By the way, when the printing plate is positioned and held on the platen, negative pressure is formed by sucking the air staying in the grooves on the streaks provided on the platen from the back surface side of the platen. The printing plate is attracted to the surface plate by pressure. This ensures that the printing plate is held.

[0010]

However, if the printing plate is held in close contact with the suction, even if the suction that triggered the close contact is released, the printing plate may have a resistance when being carried out. In addition, static electricity may be generated between the printing plate and the surface plate by sliding at the time of loading or sliding for positioning, and electric charges may be accumulated to generate electrostatic force.

[0011] Due to the resistance force due to such close contact holding and suction holding, a conveyance failure occurs at the time of carrying out from the surface plate.

In consideration of the above facts, the present invention can improve the carry-out property of the printing plate by reducing the adhesion force for positioning and the attraction force due to static electricity when the printing plate is carried out from the surface plate. An object of the present invention is to obtain a printing plate conveyance guide device.

[0013]

According to a first aspect of the present invention, a printing plate that is carried in is received and positioned at a predetermined position, and the flatness of the printing plate is maintained. A transport guide device that includes a platen arranged as a relay point for carrying out a printing plate, and guides the loading and unloading of the printing plate on the platen, and carries out the printing plate from the platen. And a friction supporting member for supporting the printing plate in a floating state with respect to the surface of the printing plate, and a friction coefficient of the supporting portion supporting the printing plate to be substantially zero when the printing plate is floated by the floating supporting device.

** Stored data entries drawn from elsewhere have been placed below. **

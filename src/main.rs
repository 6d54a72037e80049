use anyhow::{Context, Result};
use clap::{Parser, ValueEnum};
use log::info;
use simplelog::{Config, LevelFilter, WriteLogger};
use std::fs::File;
use std::path::PathBuf;
use torus_snake::game::GameConfig;
use torus_snake::modes::HumanMode;

#[derive(Parser)]
#[command(name = "torus_snake")]
#[command(version, about = "Snake on a wrap-around grid")]
struct Cli {
    /// JSON configuration file; flags below override its values
    #[arg(long)]
    config: Option<PathBuf>,

    /// Playing field width in pixels
    #[arg(long)]
    width: Option<u32>,

    /// Playing field height in pixels
    #[arg(long)]
    height: Option<u32>,

    /// Cell size in pixels
    #[arg(long)]
    cell_size: Option<u32>,

    /// Game ticks per second
    #[arg(long)]
    tps: Option<u32>,

    /// Seed for a reproducible session
    #[arg(long)]
    seed: Option<u64>,

    /// Where to write the log; the terminal belongs to the game
    #[arg(long, default_value = "torus_snake.log")]
    log_file: PathBuf,

    #[arg(long, value_enum, default_value = "info")]
    log_level: LogLevel,
}

#[derive(Clone, Copy, ValueEnum)]
enum LogLevel {
    Error,
    Warn,
    Info,
    Debug,
    Trace,
}

impl From<LogLevel> for LevelFilter {
    fn from(level: LogLevel) -> Self {
        match level {
            LogLevel::Error => LevelFilter::Error,
            LogLevel::Warn => LevelFilter::Warn,
            LogLevel::Info => LevelFilter::Info,
            LogLevel::Debug => LevelFilter::Debug,
            LogLevel::Trace => LevelFilter::Trace,
        }
    }
}

impl Cli {
    fn game_config(&self) -> Result<GameConfig> {
        let mut config = match &self.config {
            Some(path) => GameConfig::from_json_file(path)?,
            None => GameConfig::default(),
        };

        if let Some(width) = self.width {
            config.screen_width = width;
        }
        if let Some(height) = self.height {
            config.screen_height = height;
        }
        if let Some(cell_size) = self.cell_size {
            config.cell_size = cell_size;
        }
        if let Some(tps) = self.tps {
            config.ticks_per_second = tps;
        }
        if self.seed.is_some() {
            config.seed = self.seed;
        }

        Ok(config)
    }
}

#[tokio::main]
async fn main() -> Result<()> {
    let cli = Cli::parse();

    let log_file = File::create(&cli.log_file)
        .with_context(|| format!("Failed to create log file {}", cli.log_file.display()))?;
    WriteLogger::init(cli.log_level.into(), Config::default(), log_file)
        .context("Failed to initialize logger")?;

    let config = cli.game_config()?;
    info!("starting with {:?}", config);

    let mut human_mode = HumanMode::new(&config)?;
    human_mode.run().await?;

    Ok(())
}
use std::{fs, path::Path, time::Duration};

use serde::{Deserialize, Serialize};

use super::{error::GameError, grid::GridModel};

/// Configuration for a game session, fixed once the session starts
#[derive(Debug, Clone, PartialEq, Serialize, Deserialize)]
#[serde(default)]
pub struct GameConfig {
    /// Width of the playing field in pixels
    pub screen_width: u32,
    /// Height of the playing field in pixels
    pub screen_height: u32,
    /// Side of one square cell in pixels
    pub cell_size: u32,
    /// Game ticks per second
    pub ticks_per_second: u32,
    /// Random samples tried before apple placement scans for free cells
    pub max_placement_attempts: u32,
    /// Seed for reproducible sessions; entropy when absent
    pub seed: Option<u64>,
}

impl Default for GameConfig {
    fn default() -> Self {
        Self {
            screen_width: 640,
            screen_height: 480,
            cell_size: 20,
            ticks_per_second: 20,
            max_placement_attempts: 1024,
            seed: None,
        }
    }
}

impl GameConfig {
    /// Create a configuration with custom pixel dimensions
    pub fn new(screen_width: u32, screen_height: u32) -> Self {
        Self {
            screen_width,
            screen_height,
            ..Default::default()
        }
    }

    /// Load a configuration from a JSON file. Missing fields take their defaults.
    pub fn from_json_file(path: &Path) -> Result<Self, GameError> {
        let raw = fs::read_to_string(path).map_err(|source| GameError::ConfigIo {
            path: path.to_path_buf(),
            source,
        })?;
        serde_json::from_str(&raw).map_err(|source| GameError::ConfigParse {
            path: path.to_path_buf(),
            source,
        })
    }

    /// Derive the grid in cells, rejecting configurations without a playable cell
    pub fn grid(&self) -> Result<GridModel, GameError> {
        if self.cell_size == 0 {
            return Err(GameError::InvalidConfig("cell size must be positive".into()));
        }
        let width = self.screen_width / self.cell_size;
        let height = self.screen_height / self.cell_size;
        if width == 0 || height == 0 {
            return Err(GameError::InvalidConfig(format!(
                "{}x{} px holds no {} px cell",
                self.screen_width, self.screen_height, self.cell_size
            )));
        }
        Ok(GridModel::new(width, height))
    }

    pub fn tick_interval(&self) -> Result<Duration, GameError> {
        if self.ticks_per_second == 0 {
            return Err(GameError::InvalidConfig(
                "tick rate must be positive".into(),
            ));
        }
        Ok(Duration::from_secs(1) / self.ticks_per_second)
    }
}
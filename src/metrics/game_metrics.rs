use std::time::{Duration, Instant};

/// In-memory statistics for one play session
pub struct GameMetrics {
    pub start_time: Instant,
    pub elapsed_time: Duration,
    pub best_length: usize,
    pub rounds_played: u32,
}

impl GameMetrics {
    pub fn new() -> Self {
        Self {
            start_time: Instant::now(),
            elapsed_time: Duration::ZERO,
            best_length: 1,
            rounds_played: 1,
        }
    }

    pub fn update(&mut self) {
        self.elapsed_time = self.start_time.elapsed();
    }

    pub fn on_length(&mut self, length: usize) {
        self.best_length = self.best_length.max(length);
    }

    /// A collision ended the current round and a fresh one began
    pub fn on_reset(&mut self) {
        self.rounds_played += 1;
        self.start_time = Instant::now();
        self.elapsed_time = Duration::ZERO;
    }

    pub fn format_time(&self) -> String {
        let total_secs = self.elapsed_time.as_secs();
        let minutes = total_secs / 60;
        let seconds = total_secs % 60;
        format!("{:02}:{:02}", minutes, seconds)
    }
}

impl Default for GameMetrics {
    fn default() -> Self {
        Self::new()
    }
}
use anyhow::{Context, Result};
use crossterm::{
    event::{Event, EventStream, KeyEventKind},
    execute,
    terminal::{EnterAlternateScreen, LeaveAlternateScreen, disable_raw_mode, enable_raw_mode},
};
use futures::StreamExt;
use log::{error, info};
use ratatui::{Terminal, backend::CrosstermBackend};
use std::io::{Stderr, stderr};
use std::time::Duration;
use tokio::time::{MissedTickBehavior, interval};

use crate::game::{Action, GameConfig, GameError, RoundController, TickEvent};
use crate::input::{InputHandler, KeyAction};
use crate::metrics::GameMetrics;
use crate::render::Renderer;

/// An interactive play session.
///
/// Owns the controller and every collaborator for the lifetime of the process;
/// the terminal is handed in by `run` and restored on every exit path.
pub struct HumanMode {
    controller: RoundController,
    tick_interval: Duration,
    metrics: GameMetrics,
    renderer: Renderer,
    input_handler: InputHandler,
    should_quit: bool,
}

impl HumanMode {
    pub fn new(config: &GameConfig) -> Result<Self> {
        let tick_interval = config.tick_interval()?;
        let controller = RoundController::new(config).context("Failed to start round")?;

        Ok(Self {
            controller,
            tick_interval,
            metrics: GameMetrics::new(),
            renderer: Renderer::new(),
            input_handler: InputHandler::new(),
            should_quit: false,
        })
    }

    pub async fn run(&mut self) -> Result<()> {
        // Setup terminal
        enable_raw_mode().context("Failed to enable raw mode")?;
        let mut stderr = stderr();
        execute!(stderr, EnterAlternateScreen).context("Failed to enter alternate screen")?;
        let backend = CrosstermBackend::new(stderr);
        let mut terminal = Terminal::new(backend).context("Failed to create terminal")?;
        terminal.hide_cursor().context("Failed to hide cursor")?;
        terminal.clear().context("Failed to clear terminal")?;

        info!("session started, ticking every {:?}", self.tick_interval);
        let result = self.run_game_loop(&mut terminal).await;

        // Cleanup terminal
        self.cleanup_terminal(&mut terminal)?;

        match &result {
            Ok(()) => info!(
                "session ended after {} ticks, best length {}",
                self.controller.ticks(),
                self.metrics.best_length
            ),
            Err(e) => error!("session aborted: {:#}", e),
        }
        result
    }

    async fn run_game_loop(
        &mut self,
        terminal: &mut Terminal<CrosstermBackend<Stderr>>,
    ) -> Result<()> {
        let mut event_stream = EventStream::new();
        let mut tick_timer = interval(self.tick_interval);
        tick_timer.set_missed_tick_behavior(MissedTickBehavior::Delay);

        self.draw(terminal)?;

        loop {
            tokio::select! {
                maybe_event = event_stream.next() => {
                    match maybe_event {
                        Some(Ok(Event::Resize(_, _))) => self.draw(terminal)?,
                        Some(Ok(event)) => self.handle_event(event),
                        Some(Err(e)) => return Err(e).context("Failed to read terminal event"),
                        None => self.should_quit = true,
                    }
                }

                _ = tick_timer.tick() => {
                    self.update_game()?;
                    self.draw(terminal)?;
                }

                _ = tokio::signal::ctrl_c() => {
                    self.should_quit = true;
                }
            }

            if self.should_quit {
                break;
            }
        }

        Ok(())
    }

    fn handle_event(&mut self, event: Event) {
        if let Event::Key(key) = event {
            // Only process key press events, not release
            if key.kind != KeyEventKind::Press {
                return;
            }

            match self.input_handler.handle_key_event(key) {
                KeyAction::Steer(direction) => self.controller.request_direction(direction),
                KeyAction::Quit => self.should_quit = true,
                KeyAction::None => {}
            }
        }
    }

    fn update_game(&mut self) -> Result<(), GameError> {
        // Steering was already forwarded as keys arrived
        let outcome = self.controller.tick(Action::Continue)?;

        if outcome.event == TickEvent::Collided {
            self.metrics.on_reset();
        }
        self.metrics.on_length(self.controller.snake().len());

        Ok(())
    }

    fn draw(&mut self, terminal: &mut Terminal<CrosstermBackend<Stderr>>) -> Result<()> {
        self.metrics.update();
        terminal
            .draw(|frame| {
                self.renderer.render(frame, &self.controller, &self.metrics);
            })
            .context("Failed to draw frame")?;
        Ok(())
    }

    fn cleanup_terminal(
        &mut self,
        terminal: &mut Terminal<CrosstermBackend<Stderr>>,
    ) -> Result<()> {
        disable_raw_mode().context("Failed to disable raw mode")?;
        execute!(terminal.backend_mut(), LeaveAlternateScreen)
            .context("Failed to leave alternate screen")?;
        terminal.show_cursor().context("Failed to show cursor")?;
        Ok(())
    }
}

And a coefficient reducing means.

According to the first aspect of the invention, the adhesion can be removed by forcibly floating the printing plate from the surface of the surface plate. Further, the attraction force due to static electricity cannot be completely removed only by floating, and it remains as a resistance force at the time of carrying out. Therefore, after the printing plate is floated on the surface plate, the coefficient of friction with the supporting portion is almost zero.
By doing so, relative movement becomes easy, and the attraction force due to static electricity can be almost ignored.

According to a second aspect of the invention, in the invention according to the first aspect, the levitation supporting means is disposed at an appropriate position on the printing plate mounting surface of the surface plate, and the printing mounting surface is provided. The friction coefficient reducing means is a rotatable roller roller provided at the tip of the protrusion.

According to the second aspect of the present invention, the printing plate is fixed to the platen by providing the projecting portion so that it can be projected and retracted with respect to the printing plate supporting surface of the platen, and by providing the roller roller at the tip of the projecting portion. Floating from above and reduction of friction coefficient can be achieved at the same time.

According to a third aspect of the present invention, in the invention according to the first aspect, the floating supporting means and the friction coefficient reducing means are provided at appropriate positions on the printing plate mounting surface of the surface plate. It is composed of a hole and an air ejecting means for ejecting air of a predetermined pressure from the small hole. The air ejecting means operates when the printing plate is carried out from the platen, and ejects from the small hole. It is characterized in that the printing plate is floated from the surface plate by the pressure of the air to be applied, and the coefficient of friction is almost zero.

According to the third aspect of the invention, a plurality of small holes are provided on the printing plate supporting surface of the platen, and air is discharged at a predetermined pressure. As a result, the printing plate on the surface plate can be floated from the surface plate by the air discharged from the plurality of small holes, and theoretically can be brought into a non-contact state with the surface plate, so that the friction coefficient is almost zero. be able to.

According to a fourth aspect of the present invention, in the invention according to the first aspect, the floating supporting means includes a supporting surface positioned higher than a printing plate supporting surface of the platen. It is a guide portion arranged in the printing plate unloading direction from the board, and the friction coefficient reducing means is a rotatable roller roller provided on at least one side in the vicinity of the boundary between the surface plate and the guide portion. It is characterized by that.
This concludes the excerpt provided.